**Work request**
Reproduce the entire listing below verbatim.

START Data for this task

//! Shared fakes for the integration tests: a scripted language model and a
//! canned text extractor, both driven through the real core ports.

#![allow(dead_code)]

use api_lib::adapters::MemoryDb;
use async_trait::async_trait;
use chrono::{DateTime, Utc};
use configmate_core::{
    domain::{Chat, DocumentRecord, PromptMessage, QaRecord, User, UserCredentials},
    pipeline::ChatPipeline,
    ports::{
        DatabaseService, PortError, PortResult, QuestionAnsweringService, TextExtractionService,
        TokenStream,
    },
};
use futures::{stream, StreamExt};
use std::{
    collections::VecDeque,
    sync::{
        atomic::{AtomicUsize, Ordering},
        Arc, Mutex,
    },
};
use tokio::sync::mpsc;
use uuid::Uuid;

/// What the model does on its next call.
pub enum Script {
    /// Streams these fragments, then ends normally.
    Tokens(Vec<String>),
    /// Streams these fragments, then fails mid-stream.
    FailAfter(Vec<String>, String),
    /// Streams whatever the test pushes into the channel, ending when it closes.
    Live(mpsc::UnboundedReceiver<PortResult<String>>),
    /// Fails before producing a stream.
    Refuse(String),
}

pub fn tokens(parts: &[&str]) -> Script {
    Script::Tokens(parts.iter().map(|p| p.to_string()).collect())
}

#[derive(Default)]
pub struct ScriptedModel {
    scripts: Mutex<VecDeque<Script>>,
    prompts: Mutex<Vec<Vec<PromptMessage>>>,
    calls: AtomicUsize,
}

impl ScriptedModel {
    pub fn new() -> Arc<Self> {
        Arc::new(Self::default())
    }

    pub fn push(&self, script: Script) {
        self.scripts.lock().unwrap().push_back(script);
    }

    pub fn calls(&self) -> usize {
        self.calls.load(Ordering::SeqCst)
    }

    pub fn last_prompt(&self) -> Option<Vec<PromptMessage>> {
        self.prompts.lock().unwrap().last().cloned()
    }
}

#[async_trait]
impl QuestionAnsweringService for ScriptedModel {
    async fn answer_streaming(&self, messages: &[PromptMessage]) -> PortResult<TokenStream> {
        self.calls.fetch_add(1, Ordering::SeqCst);
        self.prompts.lock().unwrap().push(messages.to_vec());
        let script = self
            .scripts
            .lock()
            .unwrap()
            .pop_front()
            .unwrap_or(Script::Tokens(Vec::new()));

        match script {
            Script::Tokens(parts) => Ok(Box::pin(stream::iter(parts.into_iter().map(Ok)))),
            Script::FailAfter(parts, reason) => {
                let failure = stream::once(async move { Err(PortError::Unexpected(reason)) });
                Ok(Box::pin(
                    stream::iter(parts.into_iter().map(Ok)).chain(failure),
                ))
            }
            Script::Live(rx) => Ok(Box::pin(stream::unfold(rx, |mut rx| async move {
                rx.recv().await.map(|item| (item, rx))
            }))),
            Script::Refuse(reason) => Err(PortError::Unexpected(reason)),
        }
    }
}

/// Returns a fixed text for any supported input.
pub struct CannedExtractor(pub String);

#[async_trait]
impl TextExtractionService for CannedExtractor {
    async fn extract_text(&self, _data: &[u8], _extension: &str) -> PortResult<String> {
        Ok(self.0.clone())
    }
}

pub struct Harness {
    pub db: Arc<MemoryDb>,
    pub model: Arc<ScriptedModel>,
    pub pipeline: ChatPipeline,
}

impl Harness {
    pub fn new() -> Self {
        let db = Arc::new(MemoryDb::new());
        let model = ScriptedModel::new();
        let pipeline = ChatPipeline::new(db.clone(), model.clone());
        Self {
            db,
            model,
            pipeline,
        }
    }

    pub fn port(&self) -> Arc<dyn DatabaseService> {
        self.db.clone()
    }
}

/// A `MemoryDb` whose QA-record inserts fail, as if the store went away
/// between generation and the save. Counts the store calls an eviction pass
/// would make.
#[derive(Default)]
pub struct BrokenQaStore {
    inner: MemoryDb,
    full_key_scans: AtomicUsize,
    record_deletes: AtomicUsize,
}

impl BrokenQaStore {
    pub fn new() -> Arc<Self> {
        Arc::new(Self::default())
    }

    /// Calls that could belong to an eviction pass.
    pub fn eviction_calls(&self) -> usize {
        self.full_key_scans.load(Ordering::SeqCst) + self.record_deletes.load(Ordering::SeqCst)
    }
}

#[async_trait]
impl DatabaseService for BrokenQaStore {
    async fn create_user(&self, username: &str, hashed_password: &str) -> PortResult<User> {
        self.inner.create_user(username, hashed_password).await
    }

    async fn get_user_credentials(&self, username: &str) -> PortResult<UserCredentials> {
        self.inner.get_user_credentials(username).await
    }

    async fn create_auth_session(
        &self,
        session_id: &str,
        username: &str,
        expires_at: DateTime<Utc>,
    ) -> PortResult<()> {
        self.inner
            .create_auth_session(session_id, username, expires_at)
            .await
    }

    async fn validate_auth_session(&self, session_id: &str) -> PortResult<String> {
        self.inner.validate_auth_session(session_id).await
    }

    async fn delete_auth_session(&self, session_id: &str) -> PortResult<()> {
        self.inner.delete_auth_session(session_id).await
    }

    async fn create_chat(&self, owner: &str, title: &str) -> PortResult<Chat> {
        self.inner.create_chat(owner, title).await
    }

    async fn get_chat(&self, chat_id: Uuid, owner: &str) -> PortResult<Chat> {
        self.inner.get_chat(chat_id, owner).await
    }

    async fn list_chats(&self, owner: &str) -> PortResult<Vec<Chat>> {
        self.inner.list_chats(owner).await
    }

    async fn rename_chat(&self, chat_id: Uuid, owner: &str, title: &str) -> PortResult<Chat> {
        self.inner.rename_chat(chat_id, owner, title).await
    }

    async fn delete_chat(&self, chat_id: Uuid) -> PortResult<u64> {
        self.inner.delete_chat(chat_id).await
    }

    async fn insert_qa_record(&self, _record: QaRecord) -> PortResult<()> {
        Err(PortError::Unexpected("connection refused".to_string()))
    }

    async fn find_qa_by_normalized(
        &self,
        normalized: &str,
        limit: Option<usize>,
    ) -> PortResult<Vec<QaRecord>> {
        if limit.is_none() {
            self.full_key_scans.fetch_add(1, Ordering::SeqCst);
        }
        self.inner.find_qa_by_normalized(normalized, limit).await
    }

    async fn recent_qa_for_chat(&self, chat_id: Uuid, limit: usize) -> PortResult<Vec<QaRecord>> {
        self.inner.recent_qa_for_chat(chat_id, limit).await
    }

    async fn qa_history_for_chat(&self, chat_id: Uuid) -> PortResult<Vec<QaRecord>> {
        self.inner.qa_history_for_chat(chat_id).await
    }

    async fn find_qa_in_chat(
        &self,
        chat_id: Uuid,
        owner: &str,
        question: &str,
        normalized: &str,
    ) -> PortResult<Option<QaRecord>> {
        self.inner
            .find_qa_in_chat(chat_id, owner, question, normalized)
            .await
    }

    async fn delete_qa_records(&self, ids: &[Uuid]) -> PortResult<u64> {
        self.record_deletes.fetch_add(1, Ordering::SeqCst);
        self.inner.delete_qa_records(ids).await
    }

    async fn delete_qa_for_chat(&self, chat_id: Uuid) -> PortResult<u64> {
        self.inner.delete_qa_for_chat(chat_id).await
    }

    async fn insert_document(&self, document: DocumentRecord) -> PortResult<()> {
        self.inner.insert_document(document).await
    }

    async fn documents_for_chat(&self, chat_id: Uuid) -> PortResult<Vec<DocumentRecord>> {
        self.inner.documents_for_chat(chat_id).await
    }

    async fn list_global_documents(&self) -> PortResult<Vec<DocumentRecord>> {
        self.inner.list_global_documents().await
    }

    async fn delete_documents_for_chat(&self, chat_id: Uuid) -> PortResult<u64> {
        self.inner.delete_documents_for_chat(chat_id).await
    }
}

END Data for this task

**Response box**
//! Shared fakes for the integration tests: a scripted language model and a
//! canned text extractor, both driven through the real core ports.

#![allow(dead_code)]

use api_lib::adapters::MemoryDb;
use async_trait::async_trait;
use chrono::{DateTime, Utc};
use configmate_core::{
    domain::{Chat, DocumentRecord, PromptMessage, QaRecord, User, UserCredentials},
    pipeline::ChatPipeline,
    ports::{
        DatabaseService, PortError, PortResult, QuestionAnsweringService, TextExtractionService,
        TokenStream,
    },
};
use futures::{stream, StreamExt};
use std::{
    collections::VecDeque,
    sync::{
        atomic::{AtomicUsize, Ordering},
        Arc, Mutex,
    },
};
use tokio::sync::mpsc;
use uuid::Uuid;

/// What the model does on its next call.
pub enum Script {
    /// Streams these fragments, then ends normally.
    Tokens(Vec<String>),
    /// Streams these fragments, then fails mid-stream.
    FailAfter(Vec<String>, String),
    /// Streams whatever the test pushes into the channel, ending when it closes.
    Live(mpsc::UnboundedReceiver<PortResult<String>>),
    /// Fails before producing a stream.
    Refuse(String),
}

pub fn tokens(parts: &[&str]) -> Script {
    Script::Tokens(parts.iter().map(|p| p.to_string()).collect())
}

#[derive(Default)]
pub struct ScriptedModel {
    scripts: Mutex<VecDeque<Script>>,
    prompts: Mutex<Vec<Vec<PromptMessage>>>,
    calls: AtomicUsize,
}

impl ScriptedModel {
    pub fn new() -> Arc<Self> {
        Arc::new(Self::default())
    }

    pub fn push(&self, script: Script) {
        self.scripts.lock().unwrap().push_back(script);
    }

    pub fn calls(&self) -> usize {
        self.calls.load(Ordering::SeqCst)
    }

    pub fn last_prompt(&self) -> Option<Vec<PromptMessage>> {
        self.prompts.lock().unwrap().last().cloned()
    }
}

#[async_trait]
impl QuestionAnsweringService for ScriptedModel {
    async fn answer_streaming(&self, messages: &[PromptMessage]) -> PortResult<TokenStream> {
        self.calls.fetch_add(1, Ordering::SeqCst);
        self.prompts.lock().unwrap().push(messages.to_vec());
        let script = self
            .scripts
            .lock()
            .unwrap()
            .pop_front()
            .unwrap_or(Script::Tokens(Vec::new()));

        match script {
            Script::Tokens(parts) => Ok(Box::pin(stream::iter(parts.into_iter().map(Ok)))),
            Script::FailAfter(parts, reason) => {
                let failure = stream::once(async move { Err(PortError::Unexpected(reason)) });
                Ok(Box::pin(
                    stream::iter(parts.into_iter().map(Ok)).chain(failure),
                ))
            }
            Script::Live(rx) => Ok(Box::pin(stream::unfold(rx, |mut rx| async move {
                rx.recv().await.map(|item| (item, rx))
            }))),
            Script::Refuse(reason) => Err(PortError::Unexpected(reason)),
        }
    }
}

/// Returns a fixed text for any supported input.
pub struct CannedExtractor(pub String);

#[async_trait]
impl TextExtractionService for CannedExtractor {
    async fn extract_text(&self, _data: &[u8], _extension: &str) -> PortResult<String> {
        Ok(self.0.clone())
    }
}

pub struct Harness {
    pub db: Arc<MemoryDb>,
    pub model: Arc<ScriptedModel>,
    pub pipeline: ChatPipeline,
}

impl Harness {
    pub fn new() -> Self {
        let db = Arc::new(MemoryDb::new());
        let model = ScriptedModel::new();
        let pipeline = ChatPipeline::new(db.clone(), model.clone());
        Self {
            db,
            model,
            pipeline,
        }
    }

    pub fn port(&self) -> Arc<dyn DatabaseService> {
        self.db.clone()
    }
}

/// A `MemoryDb` whose QA-record inserts fail, as if the store went away
/// between generation and the save. Counts the store calls an eviction pass
/// would make.
#[derive(Default)]
pub struct BrokenQaStore {
    inner: MemoryDb,
    full_key_scans: AtomicUsize,
    record_deletes: AtomicUsize,
}

impl BrokenQaStore {
    pub fn new() -> Arc<Self> {
        Arc::new(Self::default())
    }

    /// Calls that could belong to an eviction pass.
    pub fn eviction_calls(&self) -> usize {
        self.full_key_scans.load(Ordering::SeqCst) + self.record_deletes.load(Ordering::SeqCst)
    }
}

#[async_trait]
impl DatabaseService for BrokenQaStore {
    async fn create_user(&self, username: &str, hashed_password: &str) -> PortResult<User> {
        self.inner.create_user(username, hashed_password).await
    }

    async fn get_user_credentials(&self, username: &str) -> PortResult<UserCredentials> {
        self.inner.get_user_credentials(username).await
    }

    async fn create_auth_session(
        &self,
        session_id: &str,
        username: &str,
        expires_at: DateTime<Utc>,
    ) -> PortResult<()> {
        self.inner
            .create_auth_session(session_id, username, expires_at)
            .await
    }

    async fn validate_auth_session(&self, session_id: &str) -> PortResult<String> {
        self.inner.validate_auth_session(session_id).await
    }

    async fn delete_auth_session(&self, session_id: &str) -> PortResult<()> {
        self.inner.delete_auth_session(session_id).await
    }

    async fn create_chat(&self, owner: &str, title: &str) -> PortResult<Chat> {
        self.inner.create_chat(owner, title).await
    }

    async fn get_chat(&self, chat_id: Uuid, owner: &str) -> PortResult<Chat> {
        self.inner.get_chat(chat_id, owner).await
    }

    async fn list_chats(&self, owner: &str) -> PortResult<Vec<Chat>> {
        self.inner.list_chats(owner).await
    }

    async fn rename_chat(&self, chat_id: Uuid, owner: &str, title: &str) -> PortResult<Chat> {
        self.inner.rename_chat(chat_id, owner, title).await
    }

    async fn delete_chat(&self, chat_id: Uuid) -> PortResult<u64> {
        self.inner.delete_chat(chat_id).await
    }

    async fn insert_qa_record(&self, _record: QaRecord) -> PortResult<()> {
        Err(PortError::Unexpected("connection refused".to_string()))
    }

    async fn find_qa_by_normalized(
        &self,
        normalized: &str,
        limit: Option<usize>,
    ) -> PortResult<Vec<QaRecord>> {
        if limit.is_none() {
            self.full_key_scans.fetch_add(1, Ordering::SeqCst);
        }
        self.inner.find_qa_by_normalized(normalized, limit).await
    }

    async fn recent_qa_for_chat(&self, chat_id: Uuid, limit: usize) -> PortResult<Vec<QaRecord>> {
        self.inner.recent_qa_for_chat(chat_id, limit).await
    }

    async fn qa_history_for_chat(&self, chat_id: Uuid) -> PortResult<Vec<QaRecord>> {
        self.inner.qa_history_for_chat(chat_id).await
    }

    async fn find_qa_in_chat(
        &self,
        chat_id: Uuid,
        owner: &str,
        question: &str,
        normalized: &str,
    ) -> PortResult<Option<QaRecord>> {
        self.inner
            .find_qa_in_chat(chat_id, owner, question, normalized)
            .await
    }

    async fn delete_qa_records(&self, ids: &[Uuid]) -> PortResult<u64> {
        self.record_deletes.fetch_add(1, Ordering::SeqCst);
        self.inner.delete_qa_records(ids).await
    }

    async fn delete_qa_for_chat(&self, chat_id: Uuid) -> PortResult<u64> {
        self.inner.delete_qa_for_chat(chat_id).await
    }

    async fn insert_document(&self, document: DocumentRecord) -> PortResult<()> {
        self.inner.insert_document(document).await
    }

    async fn documents_for_chat(&self, chat_id: Uuid) -> PortResult<Vec<DocumentRecord>> {
        self.inner.documents_for_chat(chat_id).await
    }

    async fn list_global_documents(&self) -> PortResult<Vec<DocumentRecord>> {
        self.inner.list_global_documents().await
    }

    async fn delete_documents_for_chat(&self, chat_id: Uuid) -> PortResult<u64> {
        self.inner.delete_documents_for_chat(chat_id).await
    }
}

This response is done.